此外,在观察胎儿右侧锁骨下动脉时,不仅要注意与无名静脉、奇静脉进行鉴别,同时需要注意在出现ARSA 时,胎儿右侧颈总动脉(right common carotid artery,RCCA)的走行路径亦可能会异于正常胎儿。如本组ARSA 病例9,RCCA 的走行路径较弯曲,类似正常RSA 的走行,在首次检查时误以为其为正常RSA,后继续追踪其行径至颈部而确定为RCCA,迷走的右侧锁骨下动脉则自降主动脉起始部发出,从气管后方蜿蜒行至右肩(图4)。因此在实际工作中,检测RSA,需注意动态扫查,并追踪其全程,才能提高诊断符合率。
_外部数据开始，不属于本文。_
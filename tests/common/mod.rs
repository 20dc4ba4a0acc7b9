//! Scripted in-memory server for cursor tests
//!
//! The server runs on the far side of a `tokio::io::duplex` pipe, records
//! every request it receives and answers through a handler closure.

#![allow(dead_code)]

use std::collections::HashMap;
use std::sync::{Arc, Mutex};
use std::time::Duration;

use reql_cursor::transport::split;
use reql_cursor::{Connection, CursorOptions, Frame, FrameRead, FrameWrite, Query, QueryType};
use serde_json::{json, Value};

/// One scripted response
pub enum Reply {
    /// A well-formed response object
    Json(Value),
    /// Raw body bytes, sent as-is
    Raw(&'static [u8]),
    /// Drop the connection
    Hangup,
}

/// Every request the server has seen, in arrival order
#[derive(Default)]
pub struct RequestLog {
    requests: Mutex<Vec<(u64, QueryType)>>,
}

impl RequestLog {
    fn record(&self, token: u64, kind: QueryType) {
        self.requests.lock().unwrap().push((token, kind));
    }

    pub fn count(&self, kind: QueryType) -> usize {
        self.requests
            .lock()
            .unwrap()
            .iter()
            .filter(|(_, k)| *k == kind)
            .count()
    }

    pub fn count_for(&self, token: u64, kind: QueryType) -> usize {
        self.requests
            .lock()
            .unwrap()
            .iter()
            .filter(|(t, k)| *t == token && *k == kind)
            .count()
    }

    pub fn total(&self) -> usize {
        self.requests.lock().unwrap().len()
    }

    /// Wait until at least `n` requests of `kind` have arrived
    pub async fn wait_for(&self, kind: QueryType, n: usize) {
        for _ in 0..2000 {
            if self.count(kind) >= n {
                return;
            }
            tokio::time::sleep(Duration::from_millis(1)).await;
        }
        panic!("expected {} {:?} requests, saw {}", n, kind, self.count(kind));
    }
}

/// Start a server answering with `handler` and connect to it
pub fn serve<H>(options: CursorOptions, mut handler: H) -> (Connection, Arc<RequestLog>)
where
    H: FnMut(u64, &Query) -> Vec<Reply> + Send + 'static,
{
    let (client, server) = tokio::io::duplex(64 * 1024);
    let log = Arc::new(RequestLog::default());
    let server_log = Arc::clone(&log);

    tokio::spawn(async move {
        let (mut reader, mut writer) = split(server, 1024 * 1024);
        while let Ok(Some(frame)) = reader.read_frame().await {
            let query = Query::from_frame(&frame).expect("client sent an invalid query");
            server_log.record(frame.token, query.query_type());

            for reply in handler(frame.token, &query) {
                let body = match reply {
                    Reply::Json(value) => serde_json::to_vec(&value).unwrap(),
                    Reply::Raw(bytes) => bytes.to_vec(),
                    Reply::Hangup => return,
                };
                if writer.write_frame(&Frame::new(frame.token, body)).await.is_err() {
                    return;
                }
            }
        }
    });

    (Connection::from_stream(client, options), log)
}

/// A table of `{"id": n}` documents served in fixed-size batches.
///
/// Every batch carrying rows is a partial response; once the rows run out
/// the server answers with an empty final sequence.
pub struct Table {
    rows: Vec<Value>,
    batch: usize,
    positions: HashMap<u64, usize>,
}

impl Table {
    pub fn new(rows: usize, batch: usize) -> Self {
        Self {
            rows: (0..rows).map(|id| json!({ "id": id })).collect(),
            batch,
            positions: HashMap::new(),
        }
    }

    pub fn respond(&mut self, token: u64, query: &Query) -> Vec<Reply> {
        match query {
            Query::Start { .. } | Query::Continue => {
                let position = self.positions.entry(token).or_insert(0);
                let end = (*position + self.batch).min(self.rows.len());
                let chunk = self.rows[*position..end].to_vec();
                *position = end;
                if chunk.is_empty() {
                    vec![Reply::Json(json!({ "t": 2, "r": [] }))]
                } else {
                    vec![Reply::Json(json!({ "t": 3, "r": chunk }))]
                }
            }
            Query::Stop => {
                self.positions.remove(&token);
                vec![Reply::Json(json!({ "t": 2, "r": [] }))]
            }
            Query::NoreplyWait => vec![Reply::Json(json!({ "t": 4 }))],
        }
    }
}

/// Serve a [`Table`] of `rows` documents in batches of `batch`
pub fn serve_table(
    rows: usize,
    batch: usize,
    options: CursorOptions,
) -> (Connection, Arc<RequestLog>) {
    let mut table = Table::new(rows, batch);
    serve(options, move |token, query| table.respond(token, query))
}

/// An encoded `r.table("users")` term
pub fn users_term() -> Value {
    json!([15, ["users"]])
}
本研究不足之处:病例数较少,且为单中心研究,数据可能存在偏倚,尚需多中心大规模前瞻性研究来检验经腹二维叠加HDFI 方法与STIC 叠加HDFI 方法对早孕期胎儿ARSA 诊断的准确性。
在早孕期超声检查时,实时经腹二维超声与STIC 技术叠加HDFI 较单一技术能提高对胎儿ARSA 的检出率,实时二维叠加HDFI 技术较方便、易操作,可推荐于临床广泛使用,STIC 叠加HDFI 可作为实时超声辅助手段。同时,早孕期ARSA 的检出虽有可能增加孕妇心理负担,但可为临床医生提供有价值的资料,产前发现ARSA 对产前咨询和临床抉择有重要指导意义[18,23]。本研究结果表明,早孕期单纯性ARSA 检出,大部分为良性的血管变异,临床预后良好,应避免行侵入性产前检查;若胎儿出现心内或心外多发畸形合并ARSA,应建议优生遗传咨询及进一步的介入产前诊断。